Implications of alternative assumptions regarding future air pollution control in scenarios similar to the Representative Concentration Pathways

08-11-2013 | Publication

The uncertain, future development of emissions of short-lived trace gases and aerosols forms a key factor for future air quality and climate forcing. The Representative Concentration Pathways (RCPs) only explore part of this range as they all assume that worldwide ambitious air pollution control policies will be implemented. In this study, we explore how different assumptions on future air pollution policy and climate policy lead to different concentrations of air pollutants for a set of RCP-like scenarios developed using the IMAGE model.

These scenarios combine low and high air pollution variants of the scenarios with radiative forcing targets in 2100 of 2.6 W m−2 and 6.0 W m−2. Simulations using the global atmospheric chemistry and transport model TM5 for the present-day climate show that both climate mitigation and air pollution control policies have large-scale effects on pollutant concentrations, often of similar magnitude.

If no further air pollution policies would be implemented, pollution levels could be considerably higher than in the RCPs, especially in Asia.

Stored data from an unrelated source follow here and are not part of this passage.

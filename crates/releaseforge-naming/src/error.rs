//! Error and warning types for release-name derivation.

use crate::group::VideoCategory;

/// Result type alias using [`NamingError`].
pub type Result<T> = std::result::Result<T, NamingError>;

/// A classification input could not be derived and no override was given.
///
/// These are recoverable: the caller supplies the value (prompt, option or
/// default) and derives again. The engine never guesses.
#[derive(Debug, Clone, PartialEq, Eq, thiserror::Error)]
pub enum NamingError {
    /// A required field (`season`, `episode`, `language`) is missing.
    #[error("missing required field: {field}")]
    MissingField { field: &'static str },

    /// Pixel dimensions match neither the width table nor a standard height.
    #[error("cannot resolve resolution from {}x{}", fmt_dim(.width), fmt_dim(.height))]
    UnresolvableResolution {
        width: Option<u32>,
        height: Option<u32>,
    },
}

impl NamingError {
    /// Create a missing field error.
    pub fn missing(field: &'static str) -> Self {
        Self::MissingField { field }
    }

    /// Name of the override that would resolve this error.
    pub fn field(&self) -> &'static str {
        match self {
            Self::MissingField { field } => field,
            Self::UnresolvableResolution { .. } => "resolution",
        }
    }
}

fn fmt_dim(dim: &Option<u32>) -> String {
    dim.map(|d| d.to_string()).unwrap_or_else(|| "?".to_string())
}

/// Advisory results attached to a successful derivation.
///
/// None of these block naming. `BannedGroup` must be acted upon before any
/// upload step; the rest are informational.
#[derive(Debug, Clone, PartialEq, Eq)]
#[cfg_attr(feature = "serde", derive(serde::Serialize, serde::Deserialize))]
#[cfg_attr(feature = "serde", serde(tag = "kind", rename_all = "snake_case"))]
pub enum NamingWarning {
    /// The release group is on the banlist for this video category.
    BannedGroup {
        group: String,
        category: VideoCategory,
    },
    /// The catalog release date did not parse as `YYYY-MM-DD`; year left empty.
    MalformedCatalogDate { value: String },
    /// The media has no audio track; the audio label is empty.
    NoAudioTrack,
    /// The audio format tag is not in any known table; the raw tag was used.
    UnknownAudioFormat { tag: String },
}

impl std::fmt::Display for NamingWarning {
    fn fmt(&self, f: &mut std::fmt::Formatter<'_>) -> std::fmt::Result {
        match self {
            NamingWarning::BannedGroup { group, category } => {
                write!(f, "group '{}' is banned for {} releases", group, category)
            }
            NamingWarning::MalformedCatalogDate { value } => {
                write!(f, "catalog release date '{}' is malformed, year omitted", value)
            }
            NamingWarning::NoAudioTrack => write!(f, "no audio track found"),
            NamingWarning::UnknownAudioFormat { tag } => {
                write!(f, "unknown audio format '{}'", tag)
            }
        }
    }
}

impl NamingWarning {
    /// Whether this warning gates the upload path.
    pub fn is_banned_group(&self) -> bool {
        matches!(self, NamingWarning::BannedGroup { .. })
    }
}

Air pollution control measures could significantly reduce the warming by tropospheric ozone and black carbon and the cooling by sulphate by 2020, and in the longer term contribute to enhanced warming by methane.

These effects tend to cancel each other on a global scale. According to our estimates the effect of the worldwide implementation of air pollution control measures on the total global mean direct radiative forcing in 2050 is +0.09 W m−2 in the 6.0 W m−2 scenario and −0.16 W m−2 in the 2.6 W m−2 scenario.